* Task details *
Whenever a line in the entries below contains "collect", copy that line.
[[ Input records, beginning ]]
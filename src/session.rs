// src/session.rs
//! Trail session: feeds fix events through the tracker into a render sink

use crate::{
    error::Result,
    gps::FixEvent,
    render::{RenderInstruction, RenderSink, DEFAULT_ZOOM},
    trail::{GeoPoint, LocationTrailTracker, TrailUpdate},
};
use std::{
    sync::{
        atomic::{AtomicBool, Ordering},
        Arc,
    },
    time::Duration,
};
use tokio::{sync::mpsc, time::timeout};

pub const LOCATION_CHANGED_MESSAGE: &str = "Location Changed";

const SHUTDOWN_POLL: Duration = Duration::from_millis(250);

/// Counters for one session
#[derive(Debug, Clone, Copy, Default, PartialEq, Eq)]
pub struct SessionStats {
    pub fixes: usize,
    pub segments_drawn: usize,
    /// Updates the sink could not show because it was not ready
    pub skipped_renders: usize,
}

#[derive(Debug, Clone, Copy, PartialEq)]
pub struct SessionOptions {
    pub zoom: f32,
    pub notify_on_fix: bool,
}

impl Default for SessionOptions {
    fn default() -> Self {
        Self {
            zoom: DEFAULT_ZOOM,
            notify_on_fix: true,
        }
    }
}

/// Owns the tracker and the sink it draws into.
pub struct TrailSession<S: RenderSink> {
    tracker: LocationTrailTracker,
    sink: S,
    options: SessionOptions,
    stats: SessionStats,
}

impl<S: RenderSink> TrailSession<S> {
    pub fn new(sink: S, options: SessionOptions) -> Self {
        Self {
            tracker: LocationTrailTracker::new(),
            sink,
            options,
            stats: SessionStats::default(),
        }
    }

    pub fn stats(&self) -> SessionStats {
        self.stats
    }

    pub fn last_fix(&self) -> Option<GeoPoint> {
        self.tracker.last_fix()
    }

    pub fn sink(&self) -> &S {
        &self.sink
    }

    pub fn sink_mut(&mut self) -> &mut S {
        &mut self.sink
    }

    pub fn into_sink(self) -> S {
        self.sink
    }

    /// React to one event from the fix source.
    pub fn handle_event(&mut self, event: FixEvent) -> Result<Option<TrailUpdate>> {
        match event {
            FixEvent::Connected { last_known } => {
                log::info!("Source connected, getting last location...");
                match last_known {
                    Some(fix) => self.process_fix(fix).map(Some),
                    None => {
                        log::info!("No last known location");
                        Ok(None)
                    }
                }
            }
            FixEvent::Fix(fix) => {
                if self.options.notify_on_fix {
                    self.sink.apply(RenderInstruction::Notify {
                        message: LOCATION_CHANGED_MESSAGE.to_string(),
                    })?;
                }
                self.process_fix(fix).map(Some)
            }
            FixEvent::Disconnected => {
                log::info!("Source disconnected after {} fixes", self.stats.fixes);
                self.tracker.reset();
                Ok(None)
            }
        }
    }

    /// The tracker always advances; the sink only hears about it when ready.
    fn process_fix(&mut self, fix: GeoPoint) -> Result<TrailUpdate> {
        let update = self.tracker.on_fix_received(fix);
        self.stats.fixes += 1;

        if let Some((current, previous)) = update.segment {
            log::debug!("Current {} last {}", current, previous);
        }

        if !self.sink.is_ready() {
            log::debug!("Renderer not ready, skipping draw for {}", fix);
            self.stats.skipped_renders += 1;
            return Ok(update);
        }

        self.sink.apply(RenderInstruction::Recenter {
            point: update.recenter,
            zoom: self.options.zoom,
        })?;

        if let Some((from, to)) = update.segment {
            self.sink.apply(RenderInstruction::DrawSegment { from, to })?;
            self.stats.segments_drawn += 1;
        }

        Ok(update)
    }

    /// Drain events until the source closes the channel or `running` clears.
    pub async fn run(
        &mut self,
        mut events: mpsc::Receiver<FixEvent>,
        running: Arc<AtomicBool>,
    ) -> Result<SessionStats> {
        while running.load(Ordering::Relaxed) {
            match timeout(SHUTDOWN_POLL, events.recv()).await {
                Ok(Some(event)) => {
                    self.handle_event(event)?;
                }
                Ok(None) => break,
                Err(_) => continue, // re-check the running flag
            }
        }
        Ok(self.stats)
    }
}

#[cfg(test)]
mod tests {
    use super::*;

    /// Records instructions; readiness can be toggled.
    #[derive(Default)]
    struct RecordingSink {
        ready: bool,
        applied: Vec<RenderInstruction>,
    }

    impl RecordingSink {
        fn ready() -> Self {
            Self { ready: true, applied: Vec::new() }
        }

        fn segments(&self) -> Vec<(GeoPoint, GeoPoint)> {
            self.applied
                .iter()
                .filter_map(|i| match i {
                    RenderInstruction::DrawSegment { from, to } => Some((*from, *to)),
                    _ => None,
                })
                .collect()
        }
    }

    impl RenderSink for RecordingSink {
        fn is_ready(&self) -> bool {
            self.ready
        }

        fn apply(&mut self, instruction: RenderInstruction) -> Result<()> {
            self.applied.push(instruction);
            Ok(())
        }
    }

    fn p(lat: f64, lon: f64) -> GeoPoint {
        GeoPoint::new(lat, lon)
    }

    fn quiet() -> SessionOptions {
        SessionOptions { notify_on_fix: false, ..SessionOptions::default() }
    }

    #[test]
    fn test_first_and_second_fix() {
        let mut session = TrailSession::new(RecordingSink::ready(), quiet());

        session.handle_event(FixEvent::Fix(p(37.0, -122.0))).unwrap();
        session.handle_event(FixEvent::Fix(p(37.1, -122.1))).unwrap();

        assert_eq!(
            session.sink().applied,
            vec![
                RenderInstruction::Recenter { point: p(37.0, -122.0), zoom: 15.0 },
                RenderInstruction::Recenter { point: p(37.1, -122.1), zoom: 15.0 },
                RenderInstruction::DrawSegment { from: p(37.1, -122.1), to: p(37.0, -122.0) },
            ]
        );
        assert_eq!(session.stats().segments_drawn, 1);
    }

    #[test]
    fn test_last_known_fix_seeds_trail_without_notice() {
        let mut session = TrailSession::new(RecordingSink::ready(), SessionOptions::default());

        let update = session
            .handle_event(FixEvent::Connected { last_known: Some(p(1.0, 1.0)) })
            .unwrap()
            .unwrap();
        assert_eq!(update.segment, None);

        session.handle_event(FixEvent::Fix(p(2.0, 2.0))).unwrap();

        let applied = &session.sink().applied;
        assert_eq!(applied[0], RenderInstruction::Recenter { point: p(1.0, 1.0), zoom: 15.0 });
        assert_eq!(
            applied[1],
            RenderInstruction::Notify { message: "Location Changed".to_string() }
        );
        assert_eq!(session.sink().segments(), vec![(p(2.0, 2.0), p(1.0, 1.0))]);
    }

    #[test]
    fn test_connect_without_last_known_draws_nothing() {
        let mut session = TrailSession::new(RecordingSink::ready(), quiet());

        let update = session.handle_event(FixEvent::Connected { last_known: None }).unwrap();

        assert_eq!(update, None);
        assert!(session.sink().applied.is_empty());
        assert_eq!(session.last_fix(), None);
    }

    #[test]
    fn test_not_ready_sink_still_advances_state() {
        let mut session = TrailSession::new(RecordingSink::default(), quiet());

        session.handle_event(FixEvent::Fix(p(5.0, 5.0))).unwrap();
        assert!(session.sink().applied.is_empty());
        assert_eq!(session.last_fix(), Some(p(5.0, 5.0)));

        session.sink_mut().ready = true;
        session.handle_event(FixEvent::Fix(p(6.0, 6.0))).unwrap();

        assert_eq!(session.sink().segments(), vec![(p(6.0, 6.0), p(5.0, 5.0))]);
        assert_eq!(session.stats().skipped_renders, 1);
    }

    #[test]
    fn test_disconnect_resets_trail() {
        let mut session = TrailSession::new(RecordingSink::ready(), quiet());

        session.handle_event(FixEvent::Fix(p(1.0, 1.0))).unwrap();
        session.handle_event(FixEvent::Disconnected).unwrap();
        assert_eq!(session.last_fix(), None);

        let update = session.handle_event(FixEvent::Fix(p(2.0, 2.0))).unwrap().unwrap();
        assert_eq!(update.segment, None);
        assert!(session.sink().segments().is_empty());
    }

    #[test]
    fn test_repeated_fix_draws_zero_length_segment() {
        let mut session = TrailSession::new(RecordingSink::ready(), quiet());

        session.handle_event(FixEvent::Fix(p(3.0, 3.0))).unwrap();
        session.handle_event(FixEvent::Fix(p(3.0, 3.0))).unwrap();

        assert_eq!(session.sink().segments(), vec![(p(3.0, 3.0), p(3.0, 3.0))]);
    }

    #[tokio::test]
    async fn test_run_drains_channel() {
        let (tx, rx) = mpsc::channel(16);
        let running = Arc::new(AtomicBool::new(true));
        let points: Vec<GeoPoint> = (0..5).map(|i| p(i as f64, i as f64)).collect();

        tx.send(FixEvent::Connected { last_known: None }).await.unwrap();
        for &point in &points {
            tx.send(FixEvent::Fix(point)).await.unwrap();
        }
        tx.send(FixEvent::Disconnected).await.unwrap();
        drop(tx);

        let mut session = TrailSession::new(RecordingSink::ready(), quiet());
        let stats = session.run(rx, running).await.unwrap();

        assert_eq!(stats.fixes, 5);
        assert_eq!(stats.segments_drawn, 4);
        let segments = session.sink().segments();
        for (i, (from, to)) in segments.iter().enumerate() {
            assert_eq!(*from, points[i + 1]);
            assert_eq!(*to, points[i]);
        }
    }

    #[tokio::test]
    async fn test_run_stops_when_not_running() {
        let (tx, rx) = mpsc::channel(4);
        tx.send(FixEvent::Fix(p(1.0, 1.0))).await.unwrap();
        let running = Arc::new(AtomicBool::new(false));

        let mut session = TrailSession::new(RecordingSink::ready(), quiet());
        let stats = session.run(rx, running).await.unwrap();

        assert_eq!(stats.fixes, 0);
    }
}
[[ Input records, end ]]
[[ Input records, beginning ]]
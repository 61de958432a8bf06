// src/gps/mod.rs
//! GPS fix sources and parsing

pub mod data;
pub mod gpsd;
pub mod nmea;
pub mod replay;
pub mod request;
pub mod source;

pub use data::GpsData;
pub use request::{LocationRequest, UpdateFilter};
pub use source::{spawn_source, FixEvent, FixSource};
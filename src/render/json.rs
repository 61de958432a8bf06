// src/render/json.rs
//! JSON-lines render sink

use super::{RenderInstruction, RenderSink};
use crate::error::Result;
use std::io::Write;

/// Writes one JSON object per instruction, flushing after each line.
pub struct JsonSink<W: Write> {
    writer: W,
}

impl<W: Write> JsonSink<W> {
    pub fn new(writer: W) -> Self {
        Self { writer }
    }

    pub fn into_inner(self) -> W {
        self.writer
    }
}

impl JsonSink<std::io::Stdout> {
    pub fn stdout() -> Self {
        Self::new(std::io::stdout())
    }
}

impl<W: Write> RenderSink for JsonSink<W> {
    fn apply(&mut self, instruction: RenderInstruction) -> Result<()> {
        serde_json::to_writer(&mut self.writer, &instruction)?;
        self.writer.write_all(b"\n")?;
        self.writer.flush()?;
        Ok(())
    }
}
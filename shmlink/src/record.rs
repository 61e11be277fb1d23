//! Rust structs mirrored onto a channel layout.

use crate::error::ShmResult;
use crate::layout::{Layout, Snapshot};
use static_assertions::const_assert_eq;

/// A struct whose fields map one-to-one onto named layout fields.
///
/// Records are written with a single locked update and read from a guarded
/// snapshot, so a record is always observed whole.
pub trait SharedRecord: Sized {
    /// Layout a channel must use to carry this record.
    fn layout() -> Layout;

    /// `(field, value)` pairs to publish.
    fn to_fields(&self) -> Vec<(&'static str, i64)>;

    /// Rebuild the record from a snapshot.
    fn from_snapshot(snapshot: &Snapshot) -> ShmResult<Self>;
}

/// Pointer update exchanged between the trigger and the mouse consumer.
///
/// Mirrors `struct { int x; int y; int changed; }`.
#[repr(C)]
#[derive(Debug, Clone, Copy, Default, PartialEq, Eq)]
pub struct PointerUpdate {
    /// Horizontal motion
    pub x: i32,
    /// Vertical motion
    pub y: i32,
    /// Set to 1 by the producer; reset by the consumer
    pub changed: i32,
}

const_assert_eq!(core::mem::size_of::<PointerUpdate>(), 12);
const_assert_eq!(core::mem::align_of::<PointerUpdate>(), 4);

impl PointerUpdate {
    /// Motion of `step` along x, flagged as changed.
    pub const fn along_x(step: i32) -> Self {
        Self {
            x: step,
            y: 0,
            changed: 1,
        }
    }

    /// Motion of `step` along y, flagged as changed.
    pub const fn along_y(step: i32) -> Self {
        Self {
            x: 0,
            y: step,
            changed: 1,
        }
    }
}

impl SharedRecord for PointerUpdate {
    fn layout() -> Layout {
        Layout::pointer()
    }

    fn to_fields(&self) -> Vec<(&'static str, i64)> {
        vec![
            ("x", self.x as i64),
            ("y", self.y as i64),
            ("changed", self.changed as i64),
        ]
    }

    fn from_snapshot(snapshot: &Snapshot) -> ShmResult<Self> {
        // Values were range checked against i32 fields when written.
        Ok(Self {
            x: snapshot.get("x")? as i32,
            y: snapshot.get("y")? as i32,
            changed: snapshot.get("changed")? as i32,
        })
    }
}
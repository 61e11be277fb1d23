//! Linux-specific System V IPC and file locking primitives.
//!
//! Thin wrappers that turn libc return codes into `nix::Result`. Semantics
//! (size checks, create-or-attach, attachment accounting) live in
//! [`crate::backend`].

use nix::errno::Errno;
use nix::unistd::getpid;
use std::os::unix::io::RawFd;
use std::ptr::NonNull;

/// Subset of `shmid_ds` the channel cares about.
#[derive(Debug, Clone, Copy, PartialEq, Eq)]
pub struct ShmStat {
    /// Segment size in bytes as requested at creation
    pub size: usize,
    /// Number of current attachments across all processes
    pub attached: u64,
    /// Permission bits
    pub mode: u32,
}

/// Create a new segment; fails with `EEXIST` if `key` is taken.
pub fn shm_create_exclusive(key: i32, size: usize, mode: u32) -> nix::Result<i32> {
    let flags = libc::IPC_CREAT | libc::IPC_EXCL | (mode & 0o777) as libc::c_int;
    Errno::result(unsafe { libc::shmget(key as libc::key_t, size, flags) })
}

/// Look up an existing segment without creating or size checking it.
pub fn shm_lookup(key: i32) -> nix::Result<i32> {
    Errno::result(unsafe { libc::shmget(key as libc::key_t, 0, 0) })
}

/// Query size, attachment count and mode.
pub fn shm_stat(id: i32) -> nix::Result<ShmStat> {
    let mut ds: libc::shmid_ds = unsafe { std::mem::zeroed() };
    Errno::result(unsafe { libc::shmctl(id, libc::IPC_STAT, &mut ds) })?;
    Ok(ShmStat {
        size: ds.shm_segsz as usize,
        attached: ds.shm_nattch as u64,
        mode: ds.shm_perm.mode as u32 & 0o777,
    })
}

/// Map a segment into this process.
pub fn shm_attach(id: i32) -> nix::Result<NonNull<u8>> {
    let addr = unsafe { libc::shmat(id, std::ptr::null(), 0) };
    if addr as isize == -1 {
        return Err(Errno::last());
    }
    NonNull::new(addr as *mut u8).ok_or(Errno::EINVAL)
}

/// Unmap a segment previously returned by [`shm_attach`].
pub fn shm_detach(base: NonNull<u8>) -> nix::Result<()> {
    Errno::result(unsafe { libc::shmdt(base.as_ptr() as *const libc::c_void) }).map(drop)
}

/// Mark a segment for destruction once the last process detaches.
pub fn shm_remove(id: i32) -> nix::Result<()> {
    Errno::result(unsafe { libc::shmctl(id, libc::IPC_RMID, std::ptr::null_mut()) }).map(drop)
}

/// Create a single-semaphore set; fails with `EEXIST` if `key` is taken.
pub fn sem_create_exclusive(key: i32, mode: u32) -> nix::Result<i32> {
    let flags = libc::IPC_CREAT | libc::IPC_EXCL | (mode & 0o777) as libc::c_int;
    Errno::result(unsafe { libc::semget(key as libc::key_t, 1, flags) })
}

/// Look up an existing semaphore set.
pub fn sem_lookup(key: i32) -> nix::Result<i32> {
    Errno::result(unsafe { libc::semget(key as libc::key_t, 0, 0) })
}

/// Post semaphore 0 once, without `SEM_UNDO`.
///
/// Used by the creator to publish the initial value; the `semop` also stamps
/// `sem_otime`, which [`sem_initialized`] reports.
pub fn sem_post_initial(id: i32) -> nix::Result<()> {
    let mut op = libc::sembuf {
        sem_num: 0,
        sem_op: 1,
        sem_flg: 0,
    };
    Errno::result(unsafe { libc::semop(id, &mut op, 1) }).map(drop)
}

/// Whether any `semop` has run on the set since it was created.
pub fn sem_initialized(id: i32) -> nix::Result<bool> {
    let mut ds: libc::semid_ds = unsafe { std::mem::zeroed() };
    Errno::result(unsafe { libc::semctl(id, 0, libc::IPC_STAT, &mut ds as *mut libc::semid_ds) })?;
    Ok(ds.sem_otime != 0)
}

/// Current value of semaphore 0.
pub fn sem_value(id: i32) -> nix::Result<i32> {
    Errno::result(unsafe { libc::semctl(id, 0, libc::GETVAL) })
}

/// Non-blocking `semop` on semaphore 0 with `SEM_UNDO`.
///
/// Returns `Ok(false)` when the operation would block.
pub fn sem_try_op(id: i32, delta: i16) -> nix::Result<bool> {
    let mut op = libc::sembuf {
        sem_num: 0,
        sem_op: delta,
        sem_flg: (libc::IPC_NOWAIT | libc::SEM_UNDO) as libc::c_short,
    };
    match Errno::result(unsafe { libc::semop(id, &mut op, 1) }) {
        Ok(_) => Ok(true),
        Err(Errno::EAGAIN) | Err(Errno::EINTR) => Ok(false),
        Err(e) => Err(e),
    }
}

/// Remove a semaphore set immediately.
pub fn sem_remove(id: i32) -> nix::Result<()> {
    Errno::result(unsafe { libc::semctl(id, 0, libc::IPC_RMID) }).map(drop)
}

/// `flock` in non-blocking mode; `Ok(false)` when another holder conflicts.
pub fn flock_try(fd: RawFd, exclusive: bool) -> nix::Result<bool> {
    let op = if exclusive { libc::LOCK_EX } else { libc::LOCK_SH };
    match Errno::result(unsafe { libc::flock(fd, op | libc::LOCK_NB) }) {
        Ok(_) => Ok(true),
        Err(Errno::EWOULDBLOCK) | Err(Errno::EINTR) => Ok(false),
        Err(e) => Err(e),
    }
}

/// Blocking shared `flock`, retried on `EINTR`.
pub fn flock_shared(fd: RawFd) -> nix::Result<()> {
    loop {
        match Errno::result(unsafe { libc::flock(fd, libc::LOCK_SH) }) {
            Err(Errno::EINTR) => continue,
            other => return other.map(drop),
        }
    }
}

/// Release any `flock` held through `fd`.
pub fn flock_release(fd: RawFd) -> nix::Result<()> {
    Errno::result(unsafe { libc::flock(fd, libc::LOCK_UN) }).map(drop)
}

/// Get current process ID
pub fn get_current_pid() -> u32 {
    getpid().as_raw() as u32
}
[[ Input records, end ]]
[[ Input records, beginning ]]
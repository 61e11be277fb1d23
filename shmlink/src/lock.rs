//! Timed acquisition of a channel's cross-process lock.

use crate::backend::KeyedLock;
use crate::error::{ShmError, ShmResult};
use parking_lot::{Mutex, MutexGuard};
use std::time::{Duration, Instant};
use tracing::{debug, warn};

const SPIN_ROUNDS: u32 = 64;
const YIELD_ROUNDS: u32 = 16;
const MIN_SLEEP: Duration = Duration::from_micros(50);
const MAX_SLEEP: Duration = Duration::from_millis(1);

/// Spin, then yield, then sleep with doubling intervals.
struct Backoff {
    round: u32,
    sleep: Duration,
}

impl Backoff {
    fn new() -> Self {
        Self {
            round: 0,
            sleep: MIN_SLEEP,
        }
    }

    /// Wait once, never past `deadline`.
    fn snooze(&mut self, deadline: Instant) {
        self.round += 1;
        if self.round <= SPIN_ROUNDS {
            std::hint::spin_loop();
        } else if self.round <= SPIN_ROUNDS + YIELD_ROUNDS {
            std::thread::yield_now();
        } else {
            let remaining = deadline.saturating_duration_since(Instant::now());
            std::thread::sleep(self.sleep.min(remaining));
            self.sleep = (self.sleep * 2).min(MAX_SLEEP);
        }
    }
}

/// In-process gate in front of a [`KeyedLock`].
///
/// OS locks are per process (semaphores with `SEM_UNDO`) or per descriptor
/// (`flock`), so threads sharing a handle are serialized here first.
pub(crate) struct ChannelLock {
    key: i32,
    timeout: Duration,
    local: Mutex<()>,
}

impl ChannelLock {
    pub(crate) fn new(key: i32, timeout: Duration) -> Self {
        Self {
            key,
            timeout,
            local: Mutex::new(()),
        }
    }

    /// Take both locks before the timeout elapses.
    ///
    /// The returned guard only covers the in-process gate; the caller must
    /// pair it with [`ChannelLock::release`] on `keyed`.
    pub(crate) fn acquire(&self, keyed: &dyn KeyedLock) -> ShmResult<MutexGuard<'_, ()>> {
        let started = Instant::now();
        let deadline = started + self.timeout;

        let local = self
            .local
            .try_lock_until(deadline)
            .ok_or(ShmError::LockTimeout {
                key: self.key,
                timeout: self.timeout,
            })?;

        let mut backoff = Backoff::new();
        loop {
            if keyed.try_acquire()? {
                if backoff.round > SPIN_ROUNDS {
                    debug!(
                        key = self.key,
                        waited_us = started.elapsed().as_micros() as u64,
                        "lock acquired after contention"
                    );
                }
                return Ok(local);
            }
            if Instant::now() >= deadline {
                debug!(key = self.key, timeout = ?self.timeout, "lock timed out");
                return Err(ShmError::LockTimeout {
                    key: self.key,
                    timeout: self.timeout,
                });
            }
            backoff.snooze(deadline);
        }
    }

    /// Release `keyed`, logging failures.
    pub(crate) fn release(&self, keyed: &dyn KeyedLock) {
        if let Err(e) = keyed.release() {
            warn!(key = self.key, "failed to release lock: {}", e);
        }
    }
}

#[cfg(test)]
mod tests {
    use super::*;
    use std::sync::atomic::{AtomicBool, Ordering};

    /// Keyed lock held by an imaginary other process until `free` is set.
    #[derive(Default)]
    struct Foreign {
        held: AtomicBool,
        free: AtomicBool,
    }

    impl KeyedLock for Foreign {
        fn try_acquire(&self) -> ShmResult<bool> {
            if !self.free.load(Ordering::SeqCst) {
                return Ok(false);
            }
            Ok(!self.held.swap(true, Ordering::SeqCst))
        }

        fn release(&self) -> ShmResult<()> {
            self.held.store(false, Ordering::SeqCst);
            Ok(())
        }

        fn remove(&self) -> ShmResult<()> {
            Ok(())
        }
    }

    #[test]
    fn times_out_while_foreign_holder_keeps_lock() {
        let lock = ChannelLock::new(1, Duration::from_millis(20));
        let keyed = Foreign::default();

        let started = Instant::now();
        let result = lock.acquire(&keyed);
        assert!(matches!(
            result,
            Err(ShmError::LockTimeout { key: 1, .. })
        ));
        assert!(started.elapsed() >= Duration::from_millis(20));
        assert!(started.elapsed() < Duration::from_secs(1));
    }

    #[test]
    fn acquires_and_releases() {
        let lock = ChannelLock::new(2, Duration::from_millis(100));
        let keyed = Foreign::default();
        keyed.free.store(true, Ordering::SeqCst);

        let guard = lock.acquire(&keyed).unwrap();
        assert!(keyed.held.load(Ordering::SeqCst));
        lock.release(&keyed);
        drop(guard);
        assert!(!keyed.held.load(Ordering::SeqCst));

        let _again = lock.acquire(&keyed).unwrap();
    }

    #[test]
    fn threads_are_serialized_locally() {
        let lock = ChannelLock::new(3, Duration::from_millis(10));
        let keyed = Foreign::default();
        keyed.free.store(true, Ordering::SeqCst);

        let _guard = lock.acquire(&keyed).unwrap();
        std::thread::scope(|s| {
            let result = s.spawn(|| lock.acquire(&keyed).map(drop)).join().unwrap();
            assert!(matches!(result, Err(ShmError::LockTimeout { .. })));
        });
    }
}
[[ Input records, end ]]
* Task result *
                .collect()
        let points: Vec<GeoPoint> = (0..5).map(|i| p(i as f64, i as f64)).collect();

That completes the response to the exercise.